**The task:** Without omitting anything, return the records precisely as given.

Records from a collection:
----------------

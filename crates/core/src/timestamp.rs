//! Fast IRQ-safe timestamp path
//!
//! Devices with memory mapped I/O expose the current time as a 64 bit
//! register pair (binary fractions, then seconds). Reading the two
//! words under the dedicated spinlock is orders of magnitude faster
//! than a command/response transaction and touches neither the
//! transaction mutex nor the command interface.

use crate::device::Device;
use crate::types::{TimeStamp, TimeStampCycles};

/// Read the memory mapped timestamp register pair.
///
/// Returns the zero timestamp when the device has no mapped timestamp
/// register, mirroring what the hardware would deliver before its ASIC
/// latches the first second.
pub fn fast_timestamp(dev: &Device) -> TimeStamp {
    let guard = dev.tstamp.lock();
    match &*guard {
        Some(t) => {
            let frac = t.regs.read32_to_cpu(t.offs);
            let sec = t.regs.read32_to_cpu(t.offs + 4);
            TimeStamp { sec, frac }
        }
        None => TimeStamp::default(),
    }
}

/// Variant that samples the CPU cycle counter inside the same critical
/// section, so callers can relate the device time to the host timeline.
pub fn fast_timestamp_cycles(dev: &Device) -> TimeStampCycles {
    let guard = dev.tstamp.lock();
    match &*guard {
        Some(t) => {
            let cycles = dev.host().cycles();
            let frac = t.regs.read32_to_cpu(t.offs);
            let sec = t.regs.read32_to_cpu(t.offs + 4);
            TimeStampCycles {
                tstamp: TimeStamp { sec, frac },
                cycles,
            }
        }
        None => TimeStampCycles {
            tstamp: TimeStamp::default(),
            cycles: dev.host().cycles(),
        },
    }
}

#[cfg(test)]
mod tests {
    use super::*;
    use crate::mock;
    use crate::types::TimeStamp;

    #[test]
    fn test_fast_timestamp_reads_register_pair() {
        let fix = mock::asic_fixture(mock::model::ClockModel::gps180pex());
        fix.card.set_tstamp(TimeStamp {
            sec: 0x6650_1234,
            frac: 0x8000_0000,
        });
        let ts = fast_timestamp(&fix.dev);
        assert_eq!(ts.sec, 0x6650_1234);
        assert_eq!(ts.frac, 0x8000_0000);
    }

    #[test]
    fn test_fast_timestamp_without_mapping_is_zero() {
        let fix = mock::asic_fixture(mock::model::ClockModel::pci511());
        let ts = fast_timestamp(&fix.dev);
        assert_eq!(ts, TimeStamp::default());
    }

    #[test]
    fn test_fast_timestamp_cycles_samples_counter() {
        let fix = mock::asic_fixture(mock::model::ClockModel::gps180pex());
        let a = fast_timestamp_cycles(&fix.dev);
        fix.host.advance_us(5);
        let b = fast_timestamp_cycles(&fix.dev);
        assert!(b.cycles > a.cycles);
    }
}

----------------

**Solution to this exercise:**
filename crates/core/src/timestamp.rs
//! Fast IRQ-safe timestamp path
//!
//! Devices with memory mapped I/O expose the current time as a 64 bit
//! register pair (binary fractions, then seconds). Reading the two
//! words under the dedicated spinlock is orders of magnitude faster
//! than a command/response transaction and touches neither the
//! transaction mutex nor the command interface.

use crate::device::Device;
use crate::types::{TimeStamp, TimeStampCycles};

/// Read the memory mapped timestamp register pair.
///
/// Returns the zero timestamp when the device has no mapped timestamp
/// register, mirroring what the hardware would deliver before its ASIC
/// latches the first second.
pub fn fast_timestamp(dev: &Device) -> TimeStamp {
    let guard = dev.tstamp.lock();
    match &*guard {
        Some(t) => {
            let frac = t.regs.read32_to_cpu(t.offs);
            let sec = t.regs.read32_to_cpu(t.offs + 4);
            TimeStamp { sec, frac }
        }
        None => TimeStamp::default(),
    }
}

/// Variant that samples the CPU cycle counter inside the same critical
/// section, so callers can relate the device time to the host timeline.
pub fn fast_timestamp_cycles(dev: &Device) -> TimeStampCycles {
    let guard = dev.tstamp.lock();
    match &*guard {
        Some(t) => {
            let cycles = dev.host().cycles();
            let frac = t.regs.read32_to_cpu(t.offs);
            let sec = t.regs.read32_to_cpu(t.offs + 4);
            TimeStampCycles {
                tstamp: TimeStamp { sec, frac },
                cycles,
            }
        }
        None => TimeStampCycles {
            tstamp: TimeStamp::default(),
            cycles: dev.host().cycles(),
        },
    }
}

#[cfg(test)]
mod tests {
    use super::*;
    use crate::mock;
    use crate::types::TimeStamp;

    #[test]
    fn test_fast_timestamp_reads_register_pair() {
        let fix = mock::asic_fixture(mock::model::ClockModel::gps180pex());
        fix.card.set_tstamp(TimeStamp {
            sec: 0x6650_1234,
            frac: 0x8000_0000,
        });
        let ts = fast_timestamp(&fix.dev);
        assert_eq!(ts.sec, 0x6650_1234);
        assert_eq!(ts.frac, 0x8000_0000);
    }

    #[test]
    fn test_fast_timestamp_without_mapping_is_zero() {
        let fix = mock::asic_fixture(mock::model::ClockModel::pci511());
        let ts = fast_timestamp(&fix.dev);
        assert_eq!(ts, TimeStamp::default());
    }

    #[test]
    fn test_fast_timestamp_cycles_samples_counter() {
        let fix = mock::asic_fixture(mock::model::ClockModel::gps180pex());
        let a = fast_timestamp_cycles(&fix.dev);
        fix.host.advance_us(5);
        let b = fast_timestamp_cycles(&fix.dev);
        assert!(b.cycles > a.cycles);
    }
}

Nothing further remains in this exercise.